“My name is Jordan Belfort. The year I turned 26 as the head of my own brokerage firm, I made 49 million dollars, which really pissed me off because it was three shy of a million a week.”
“Let me tell you something. There’s no nobility in poverty. I’ve been a poor man, and I’ve been a rich man. And I choose rich every fucking time.”
I was curious about Martin Scorsese’s latest film The Wolf Of Wall Street. I was wondering if it was something Martin’s never done before or just simply a great movie to have out at the time.
The film is a semi-biographical picture of Jordan Belfort, Wall Street scammer extraordinaire. At the start of 1987, Jordan is just a rookie in the stock-broking business who manages to come through and successfully woo clients. He even wins the appeal of his boss who tells him during a dinner that a lifestyle of casual sex and cocaine will help him succeed. However Black Monday happens and the business collapses, leaving Belfort unemployed. While looking for work, his first wife Teresa recommends he work for a small boiler room office that invests in penny stock. He agrees and the rest…is infamy.
That penny stock job pays off for Belfort as his aggressive style of selling earns him top sales and a higher commission rate than at his former Wall Street job. That inspires him to start his own business. It’s starts rather humbly first with furniture salesman Donnie Azoff who lives in the same building as him, along with his accountant parents and several friends of his, three of which were experienced marijuana dealers. He forms Stratton Oakmont, a penny stock company with a professional-sounding name. The business however is fueled by ‘pump and dump’ scamming promoted by Belfort. The business is so successful, it lands Belfort in a Forbes magazine article of him titled ‘The Wolf Of Wall Street’ and soon attracts hundreds of financers who are ‘young, hungry and stupid.’
The business skyrockets and every successful salesperson benefits with bonuses and privileges. Belfort however benefits the most with big-time pay. With it however came the lavish lifestyle of parties, sex and drugs where Belfort frequents prostitutes and becomes addicted to cocaine and Quaaludes. His excess even leads to the end of his marriage with Teresa as she catches him having sex with Naomi LaPaglia, an attendee at one of his parties whom Belfort eventually marries after the divorce and gives birth to their daughter Skylar months later.

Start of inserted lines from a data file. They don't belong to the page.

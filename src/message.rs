//! RFC 5322 message decoding.
//!
//! Walks every MIME part of a fetched message and returns the HTML parts as
//! text, with transfer encoding and charset already applied. A single-part
//! message is treated as its own only part.
//!
//! Charset handling:
//! - The declared `charset` parameter is looked up with WHATWG label rules.
//! - Undeclared or unknown charsets fall back to UTF-8.
//! - Malformed sequences are replaced, never rejected.
//!
//! A part whose transfer encoding cannot be undone is reported as a
//! [`PartFailure`]; the remaining parts are still returned.

use encoding_rs::{Encoding, UTF_8};
use mailparse::{ParsedMail, parse_mail};
use tracing::{debug, trace};

use crate::errors::{Result, UnsubscriberError};

const HTML_MIME: &str = "text/html";

/// One decoded `text/html` part.
#[derive(Debug, Clone, PartialEq, Eq)]
pub struct HtmlPart {
    /// Position among the message's leaf parts (0-based, depth-first).
    pub index: usize,
    /// Encoding actually used for decoding.
    pub charset: &'static str,
    pub html: String,
    /// Malformed byte sequences were replaced.
    pub had_replacements: bool,
}

/// A single part that could not be decoded.
#[derive(Debug, Clone, PartialEq, Eq)]
pub struct PartFailure {
    pub index: usize,
    pub reason: String,
}

/// HTML content of a message plus any per-part failures.
#[derive(Debug, Clone, Default)]
pub struct DecodedMessage {
    pub html_parts: Vec<HtmlPart>,
    pub failures: Vec<PartFailure>,
}

/// Decode all HTML parts of a raw message.
pub fn decode_html_parts(message_id: u32, raw: &[u8]) -> Result<DecodedMessage> {
    let mail = parse_mail(raw)
        .map_err(|e| UnsubscriberError::message_parse(message_id, e.to_string()))?;

    let mut decoded = DecodedMessage::default();
    let mut next_index = 0usize;
    walk(&mail, &mut next_index, &mut decoded);

    trace!(
        "Message {}: {} HTML part(s), {} undecodable",
        message_id,
        decoded.html_parts.len(),
        decoded.failures.len()
    );
    Ok(decoded)
}

fn walk(part: &ParsedMail<'_>, next_index: &mut usize, out: &mut DecodedMessage) {
    if !part.subparts.is_empty() {
        for sub in &part.subparts {
            walk(sub, next_index, out);
        }
        return;
    }

    let index = *next_index;
    *next_index += 1;

    if !part.ctype.mimetype.eq_ignore_ascii_case(HTML_MIME) {
        return;
    }

    match part.get_body_raw() {
        Ok(bytes) => {
            let declared = part.ctype.params.get("charset").map(String::as_str);
            let (html, encoding, had_replacements) = decode_text(&bytes, declared);
            out.html_parts.push(HtmlPart {
                index,
                charset: encoding.name(),
                html,
                had_replacements,
            });
        }
        Err(e) => {
            debug!("Part {} could not be decoded: {}", index, e);
            out.failures.push(PartFailure {
                index,
                reason: e.to_string(),
            });
        }
    }
}

/// Decode bytes using the declared charset label, falling back to UTF-8.
pub fn decode_text(bytes: &[u8], declared: Option<&str>) -> (String, &'static Encoding, bool) {
    let encoding = declared
        .and_then(|label| Encoding::for_label(label.trim().as_bytes()))
        .unwrap_or(UTF_8);
    let (text, used, had_errors) = encoding.decode(bytes);
    (text.into_owned(), used, had_errors)
}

Meanwhile the FBI get suspicious and it prompts agent Patrick Denham to begin investigation of Stratton Oakmont and include the Securities and Exchange Commission in on it. While Belfort doesn’t know what the FBI is doing, he even opens a Swiss bank account to evade being taxed for the $22 million deal made with Steve Madden Ltd. and uses Naomi’s wealthy aunt’s name to disguise it. He even uses friends with European passports to smuggle in cash to the account. However there were some close calls to that scheme when the participation of Donnie and friend Brad would get into fights.

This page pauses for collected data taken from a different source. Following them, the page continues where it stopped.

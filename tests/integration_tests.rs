//! Integration tests for the unsubscriber binary.
//!
//! These run the compiled binary without any real mail server. Configuration
//! comes from a scrubbed environment and a temporary working directory so
//! that a developer's own `.env` never leaks in.

use std::fs;
use std::path::{Path, PathBuf};
use std::process::{Command, Output};
use std::str;

use tempfile::TempDir;

const ENV_VARS: &[&str] = &[
    "EMAIL",
    "PASSWORD",
    "IMAP_HOST",
    "IMAP_PORT",
    "IMAP_MAILBOX",
    "UNSUBSCRIBER_TIMEOUT_SECS",
    "UNSUBSCRIBER_DELAY_MS",
    "UNSUBSCRIBER_OUTPUT_DIR",
    "UNSUBSCRIBER_NO_VISIT",
    "UNSUBSCRIBER_FORMAT",
    "UNSUBSCRIBER_VERBOSE",
    "RUST_LOG",
];

/// Helper to get the path to the compiled binary
fn get_binary_path() -> PathBuf {
    PathBuf::from(env!("CARGO_BIN_EXE_unsubscriber"))
}

/// Command with a clean environment, running inside `dir`
fn command_in(dir: &Path) -> Command {
    let mut cmd = Command::new(get_binary_path());
    cmd.current_dir(dir);
    for var in ENV_VARS {
        cmd.env_remove(var);
    }
    cmd.env("NO_COLOR", "1");
    cmd
}

fn run(cmd: &mut Command) -> Output {
    cmd.output().expect("Failed to execute binary")
}

/// A localhost port with nothing listening on it
fn closed_port() -> u16 {
    let listener = std::net::TcpListener::bind("127.0.0.1:0").unwrap();
    listener.local_addr().unwrap().port()
}

#[test]
fn test_missing_email_is_a_configuration_error() {
    let dir = TempDir::new().unwrap();
    let output = run(command_in(dir.path()).env("PASSWORD", "app-pass"));

    assert_eq!(output.status.code(), Some(1));
    let stderr = str::from_utf8(&output.stderr).unwrap();
    assert!(stderr.contains("EMAIL is not set"), "stderr: {stderr}");
    assert!(stderr.contains("https://myaccount.google.com/apppasswords"));
}

#[test]
fn test_missing_password_is_a_configuration_error() {
    let dir = TempDir::new().unwrap();
    let output = run(command_in(dir.path()).arg("--email").arg("me@example.com"));

    assert_eq!(output.status.code(), Some(1));
    let stderr = str::from_utf8(&output.stderr).unwrap();
    assert!(stderr.contains("PASSWORD is not set"), "stderr: {stderr}");
}

#[test]
fn test_dotenv_file_is_read() {
    let dir = TempDir::new().unwrap();
    fs::write(dir.path().join(".env"), "EMAIL=fromfile@example.com\n").unwrap();

    let output = run(&mut command_in(dir.path()));

    // EMAIL came from the file, so PASSWORD is what is missing
    assert_eq!(output.status.code(), Some(1));
    let stderr = str::from_utf8(&output.stderr).unwrap();
    assert!(stderr.contains("PASSWORD is not set"), "stderr: {stderr}");
}

#[test]
fn test_silent_mode_suppresses_diagnostics() {
    let dir = TempDir::new().unwrap();
    let output = run(command_in(dir.path()).arg("--verbose=0"));

    assert_eq!(output.status.code(), Some(1));
    assert!(output.stderr.is_empty());
}

#[test]
fn test_unreachable_mailbox_exits_zero_with_diagnostic() {
    let dir = TempDir::new().unwrap();
    let port = closed_port();
    let output = run(command_in(dir.path())
        .env("EMAIL", "me@example.com")
        .env("PASSWORD", "app-pass")
        .arg("--imap-host")
        .arg("127.0.0.1")
        .arg("--imap-port")
        .arg(port.to_string())
        .arg("--format")
        .arg("json"));

    assert_eq!(output.status.code(), Some(0));

    let stderr = str::from_utf8(&output.stderr).unwrap();
    assert!(stderr.contains("Error:"), "stderr: {stderr}");

    let stdout = str::from_utf8(&output.stdout).unwrap();
    let json: serde_json::Value = serde_json::from_str(stdout).unwrap();
    assert_eq!(json["outcome"]["status"], "mailbox_unavailable");
    assert_eq!(json["outcome"]["category"], "transport");
    assert_eq!(json["metadata"]["mailbox"], format!("127.0.0.1:{port}/INBOX"));

    // nothing was found, nothing was saved
    assert!(!dir.path().join("unsubscribe_links.txt").exists());
    assert!(!dir.path().join("unsubscribe_services.csv").exists());
}

#[test]
fn test_help_lists_options() {
    let dir = TempDir::new().unwrap();
    let output = run(command_in(dir.path()).arg("--help"));

    assert!(output.status.success());
    let stdout = str::from_utf8(&output.stdout).unwrap();
    assert!(stdout.contains("--no-visit"));
    assert!(stdout.contains("--imap-host"));
    assert!(stdout.contains("--format"));
}

#[test]
fn test_version() {
    let dir = TempDir::new().unwrap();
    let output = run(command_in(dir.path()).arg("--version"));

    assert!(output.status.success());
    let stdout = str::from_utf8(&output.stdout).unwrap();
    assert!(stdout.contains("unsubscriber"));
}

#[test]
fn test_invalid_format_is_rejected() {
    let dir = TempDir::new().unwrap();
    let output = run(command_in(dir.path()).arg("--format").arg("xml"));

    assert!(!output.status.success());
}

Belfort does sense the FBI is on his case, especially after Denham meets with him personally in his yacht. He hires his own private investigator Bo Dietl to stay one step ahead of the law. But there are soon giveaways, like the time Donnie made a phone call to the Swiss Bank associate from a wire Jordan knew was tapped. He tried to stop him but the seemingly-weak Quaaludes given by Donnie suddenly kick in. By the time he tries to stop Donnie, Donnie himself his high on the Quaaludes during the phone call and is choking on a ham sandwich. Fortunately through a sniff of cocaine, Jordan is able to save Donnie’s life. Nevertheless it doesn’t take away from the threat of legal enforcement. It gets to the point even Jordan’s father is pressuring him to step down. Jordan refuses and the whole office cheers on the rebellion from Belfort and Donnie to the FBI’s subpoenas.

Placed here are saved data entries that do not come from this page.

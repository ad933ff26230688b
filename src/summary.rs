//! Run summary for JSON and YAML output.
//!
//! A [`RunSummary`] captures everything a run produced: scan statistics, the
//! grouped services, visit outcomes, report artifacts and every per-unit
//! failure. The console formatter in `styled_output` renders the same
//! structure for humans.

use anyhow::Result;
use serde::Serialize;

use crate::errors::UnsubscriberError;
use crate::mailbox::{ScanFailure, ScanReport};
use crate::report::SaveOutcome;
use crate::services::{GroupingFailure, ServiceEntry};
use crate::visit::{VisitRecord, VisitReport};

/// Root structure for structured output
#[derive(Debug, Clone, Serialize)]
#[serde(rename_all = "snake_case")]
pub struct RunSummary {
    /// Tool version and metadata
    pub metadata: SummaryMetadata,

    /// How the run ended
    pub outcome: RunOutcome,

    /// Counters from the mailbox scan
    pub scan: ScanStatistics,

    /// One entry per sending service, ordered by domain
    pub services: Vec<ServiceEntry>,

    /// Visit outcomes; absent when visiting was disabled or never reached
    #[serde(skip_serializing_if = "Option::is_none")]
    pub visits: Option<Vec<VisitRecord>>,

    /// Report files
    #[serde(skip_serializing_if = "Option::is_none")]
    pub artifacts: Option<SaveOutcome>,

    /// Messages or parts that were skipped
    #[serde(skip_serializing_if = "Vec::is_empty")]
    pub scan_failures: Vec<ScanFailure>,

    /// Links whose domain could not be determined
    #[serde(skip_serializing_if = "Vec::is_empty")]
    pub grouping_failures: Vec<GroupingFailure>,

    pub totals: Totals,

    #[serde(skip_serializing_if = "Vec::is_empty")]
    pub warnings: Vec<String>,
}

#[derive(Debug, Clone, Serialize)]
#[serde(rename_all = "snake_case")]
pub struct SummaryMetadata {
    pub tool_name: String,
    pub version: String,
    pub generated_at: chrono::DateTime<chrono::Utc>,
    /// host:port/folder that was scanned
    pub mailbox: String,
}

#[derive(Debug, Clone, PartialEq, Eq, Serialize)]
#[serde(tag = "status", rename_all = "snake_case")]
pub enum RunOutcome {
    /// Links were found and processed
    Completed,
    /// The scan succeeded but produced no services
    NothingFound,
    /// Connecting, logging in or searching failed
    MailboxUnavailable {
        category: String,
        reason: String,
        app_password_required: bool,
    },
}

#[derive(Debug, Clone, Default, PartialEq, Eq, Serialize)]
pub struct ScanStatistics {
    pub messages_matched: usize,
    pub messages_processed: usize,
    pub html_parts: usize,
    pub links_extracted: usize,
    pub distinct_links: usize,
    pub duplicate_links: usize,
}

#[derive(Debug, Clone, Default, PartialEq, Eq, Serialize)]
pub struct Totals {
    pub services_found: usize,
    pub links_visited: usize,
    pub successes: usize,
    pub failures: usize,
}

impl RunSummary {
    /// Empty summary for the given mailbox target
    pub fn new(mailbox: impl Into<String>) -> Self {
        Self {
            metadata: SummaryMetadata {
                tool_name: "unsubscriber".to_string(),
                version: env!("CARGO_PKG_VERSION").to_string(),
                generated_at: chrono::Utc::now(),
                mailbox: mailbox.into(),
            },
            outcome: RunOutcome::NothingFound,
            scan: ScanStatistics::default(),
            services: Vec::new(),
            visits: None,
            artifacts: None,
            scan_failures: Vec::new(),
            grouping_failures: Vec::new(),
            totals: Totals::default(),
            warnings: Vec::new(),
        }
    }

    /// Summary of a run that completed the scan.
    pub fn from_run(
        mailbox: impl Into<String>,
        scan: ScanReport,
        visits: Option<VisitReport>,
        artifacts: SaveOutcome,
    ) -> Self {
        let mut summary = Self::new(mailbox);
        let grouping = scan.grouping;

        summary.scan = ScanStatistics {
            messages_matched: scan.messages_matched,
            messages_processed: scan.messages_processed,
            html_parts: scan.html_parts,
            links_extracted: scan.links_extracted,
            distinct_links: grouping.distinct_links,
            duplicate_links: grouping.duplicate_links,
        };
        summary.services = grouping.services.entries().cloned().collect();
        summary.scan_failures = scan.failures;
        summary.grouping_failures = grouping.failures;
        summary.outcome = if summary.services.is_empty() {
            RunOutcome::NothingFound
        } else {
            RunOutcome::Completed
        };

        summary.totals.services_found = summary.services.len();
        match visits {
            Some(report) => {
                summary.totals.links_visited = report.records.len();
                summary.totals.successes = report.success_count();
                summary.totals.failures = report.failure_count();
                summary.visits = Some(report.records);
            }
            None if !summary.services.is_empty() => {
                summary
                    .warnings
                    .push("Visiting was disabled; links were saved but not opened".to_string());
            }
            None => {}
        }

        for artifact in artifacts.artifacts() {
            if !artifact.is_written() {
                summary.warnings.push(format!(
                    "Report file {} could not be written",
                    artifact.path().display()
                ));
            }
        }
        if !summary.scan_failures.is_empty() {
            summary.warnings.push(format!(
                "{} message(s) or part(s) were skipped",
                summary.scan_failures.len()
            ));
        }
        summary.artifacts = Some(artifacts);
        summary
    }

    /// Summary of a run that could not use the mailbox.
    pub fn mailbox_unavailable(mailbox: impl Into<String>, error: &UnsubscriberError) -> Self {
        let mut summary = Self::new(mailbox);
        let app_password_required = matches!(
            error,
            UnsubscriberError::Authentication {
                app_password_required: true,
                ..
            }
        );
        summary.outcome = RunOutcome::MailboxUnavailable {
            category: error.category().to_string(),
            reason: error.to_string(),
            app_password_required,
        };
        summary
    }

    /// Serialize to JSON
    pub fn to_json(&self) -> Result<String> {
        Ok(serde_json::to_string_pretty(self)?)
    }

    /// Serialize to YAML
    pub fn to_yaml(&self) -> Result<String> {
        Ok(serde_yaml::to_string(self)?)
    }
}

It’s not long before Jordan gets signs that his luck is about to run out. The first big sign came on a yacht trip with Donnie and their wives in Italy. They’re given the news that Naomi’s wealthy aunt has died of a heart attack. Jordan decides to sail to Monaco to avoid capture along the way to Switzerland for the bank accounts but a violent storm sinks the ship. All survive but the rescue plane sent to take them to Geneva for the accounts explodes. This causes Jordan to decide break free from drugs.
Eventually the FBI do crack down on Jordan, while filming an infomercial. The Swiss banker, who was arrested in Florida over an unrelated charge, tells the FBI everything about Belfort. The evidence against Belfort is overwhelming but Belfort decides to cooperate by giving the FBI information about his colleagues in exchange for leniency. Jordan’s optimism over the possibility of leniency starts to run out as his wife decides to divorce him with full custody of their children. Jordan reacts angrily, even abusively, and attempts unsuccessfully to abscond with his daughter while high on cocaine behind the wheel. Any hope of leniency all ends when Jordan interrogates Donnie, warning him in a piece of paper about the wire. Agent Denham finds out about it and it’s the end for Jordan’s freedom and Stratton Oakmont. However after his three years in prison, Jordan has found a new life…hosting seminars on sales techniques.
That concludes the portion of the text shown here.